Monday, June 13, 2011

Should Your Middle Schooler Be Studying a Foreign Language?

Last week, I posted about a FREE online Spanish curriculum available to middle school foreign language teachers.  But that raises the question--should your middle schooler be taking Spanish, or some other foreign language?

If your child is planning to go to college, then some years of a foreign language study are usually a requirement for most colleges beyond the community college level.  But should that study take place in middle schools?  Middle schools seem to fall into that gap between (a) the young elastic brain that is supposed to be able to pick up different languages naturally (usually maxing out somewhere between 6 and 8 years old) and (b) the high school transcript, where colleges look for evidence of foreign language study.

There is another issue about learning languages in middle schools, at least if your child is attending public school.  From the latest figures I could find (from a not-very-extensive data search), the primary languages taught in American schools continue to be Spanish and French.  Many students, parents, and educators, however, press for other languages in the forefront of international relations, such as Chinese (generally Mandarin), Arabic, Japanese, or Russian.  If you and/or your students are interested in such languages, in most cases they may have to wait until high school for any hope of such languages being offered in school.

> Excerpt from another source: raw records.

use log::debug;
use stock_core::{FieldAlignment, ReconcileError, Report, parse_query, reconcile};
use thiserror::Error;

use crate::upstream::{QuoteSource, UpstreamError};

/// Ошибки обработки одного запроса. Процесс из-за них не падает.
#[derive(Debug, Error)]
pub(crate) enum LookupError {
    #[error(transparent)]
    Upstream(#[from] UpstreamError),

    #[error(transparent)]
    Reconcile(#[from] ReconcileError),
}

/// Полный цикл для одного запроса: путь -> тикеры/биржи -> апстрим -> отчёт.
///
/// Без тикеров в пути апстрим не вызывается, отчёт пустой.
pub(crate) async fn lookup<S: QuoteSource>(
    source: &S,
    alignment: FieldAlignment,
    path: &str,
) -> Result<Report, LookupError> {
    let query = parse_query(path);
    debug!(
        "parsed {path:?}: symbols={:?} exchanges={:?}",
        query.symbols, query.exchanges
    );

    if query.is_empty() {
        return Ok(Report::empty());
    }

    let body = source.fetch(&query.symbols).await?;
    Ok(reconcile(&body, &query.exchanges, alignment)?)
}
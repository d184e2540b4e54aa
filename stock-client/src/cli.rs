use std::path::PathBuf;
use std::time::Duration;

use anyhow::{Context, Result, bail};
use clap::{ArgGroup, Parser};
use reqwest::Url;

/// Stock Client - запрашивает цены акций у stock-server и печатает отчёт.
///
/// Собирает путь /stock/symbol=...&stock_exchange=... и делает один GET.
#[derive(Parser, Debug, Clone)]
#[command(name = "stock-client", version, about)]
#[command(
    group(
        ArgGroup::new("symbols_source")
            .required(true)
            .args(["tickers_file", "tickers"])
    )
)]
pub(crate) struct Args {
    /// Базовый URL stock-server, например http://127.0.0.1:3000
    #[arg(long, default_value = "http://127.0.0.1:3000")]
    pub(crate) server: String,

    /// Файл тикеров (по одному на строку, # - комментарий). Нельзя вместе с --tickers
    #[arg(long, conflicts_with = "tickers")]
    pub(crate) tickers_file: Option<PathBuf>,

    /// Список тикеров строкой, например: "MSFT,AAPL,FAX" или "msft, brk.b"
    /// Нельзя вместе с --tickers-file
    #[arg(long, conflicts_with = "tickers_file")]
    pub(crate) tickers: Option<String>,

    /// Биржи через запятую, например "NASDAQ,AMEX" (регистр важен).
    /// Если не задано - сервер берёт AMEX
    #[arg(long)]
    pub(crate) exchanges: Option<String>,

    /// Таймаут HTTP-запроса, секунды
    #[arg(long, default_value_t = 30)]
    pub(crate) timeout_s: u64,
}

impl Args {
    /// Валидация аргументов (файл существует, server похож на http(s) URL)
    pub(crate) fn validate(&self) -> Result<()> {
        let url = self.server_url()?;
        if !matches!(url.scheme(), "http" | "https") {
            bail!("--server must be an http(s) URL (got: {})", self.server);
        }

        if let Some(path) = &self.tickers_file {
            let md = std::fs::metadata(path)
                .with_context(|| format!("tickers file not found: {:?}", path))?;
            if !md.is_file() {
                bail!("--tickers-file must point to a file: {:?}", path);
            }
        }

        if self.timeout_s == 0 {
            bail!("--timeout-s must be positive");
        }

        Ok(())
    }

    pub(crate) fn server_url(&self) -> Result<Url> {
        self.server
            .trim()
            .parse()
            .with_context(|| format!("--server is not a valid URL: {:?}", self.server))
    }

    pub(crate) fn timeout(&self) -> Duration {
        Duration::from_secs(self.timeout_s)
    }
}

#[cfg(test)]
mod tests {
    use super::*;

    fn parse(argv: &[&str]) -> Args {
        let mut full = vec!["stock-client"];
        full.extend_from_slice(argv);
        Args::try_parse_from(full).unwrap()
    }

    #[test]
    fn requires_exactly_one_symbols_source() {
        assert!(Args::try_parse_from(["stock-client"]).is_err());
        assert!(
            Args::try_parse_from(["stock-client", "--tickers", "MSFT", "--tickers-file", "t.txt"]).is_err()
        );
    }

    #[test]
    fn validate_accepts_defaults() {
        let args = parse(&["--tickers", "MSFT"]);
        args.validate().unwrap();
        assert_eq!(args.server_url().unwrap().as_str(), "http://127.0.0.1:3000/");
        assert_eq!(args.timeout(), Duration::from_secs(30));
    }

    #[test]
    fn validate_rejects_bad_server() {
        assert!(parse(&["--tickers", "MSFT", "--server", "127.0.0.1:3000"]).validate().is_err());
        assert!(parse(&["--tickers", "MSFT", "--server", "ftp://host"]).validate().is_err());
    }

    #[test]
    fn validate_rejects_missing_file_and_directory() {
        let dir = tempfile::tempdir().unwrap();
        let missing = dir.path().join("nope.txt");

        let args = parse(&["--tickers-file", missing.to_str().unwrap()]);
        assert!(args.validate().is_err());

        let args = parse(&["--tickers-file", dir.path().to_str().unwrap()]);
        assert!(args.validate().is_err());
    }
}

On the other hand, foreign language educators argue that language mastery is a function of longevity (which, frankly, I think is the case for almost any subject, but I can particularly see the need for that in terms of speaking a language).

Here is an interesting article I found in the Washington Post about this issue:
The Foreign Language Dilemma:  Si or Oui?

And here, not related particularly to middle schools but to the topic in general, is NC State's reasons why it is still valuable to take French.

What is the decision in your house?  Are your middle schoolers taking language classes?  Add your opinions or experiences in the comments below.


  1. Here are our experiences with English and French... I studied English on and off since I was 3, and Dmitri took French in school and college. So, by the time we decided to go to the US, he had 10 years of French and I some 15 of English. In two years after that decision, both of us successfully passed entry tests for US graduate schools, which included TOEFL and GRE, with my scores slightly higher. After two years in the US, our differences became negligible, and French was more or less gone for Dmitri. So, I am not sure about longevity and classes, as such.

  2. Well, I think the connection between having to use a language in an applied way, such as living in a country speaking that language, is a much stronger predictor of language learning than years in an academic classroom, but not applied learning.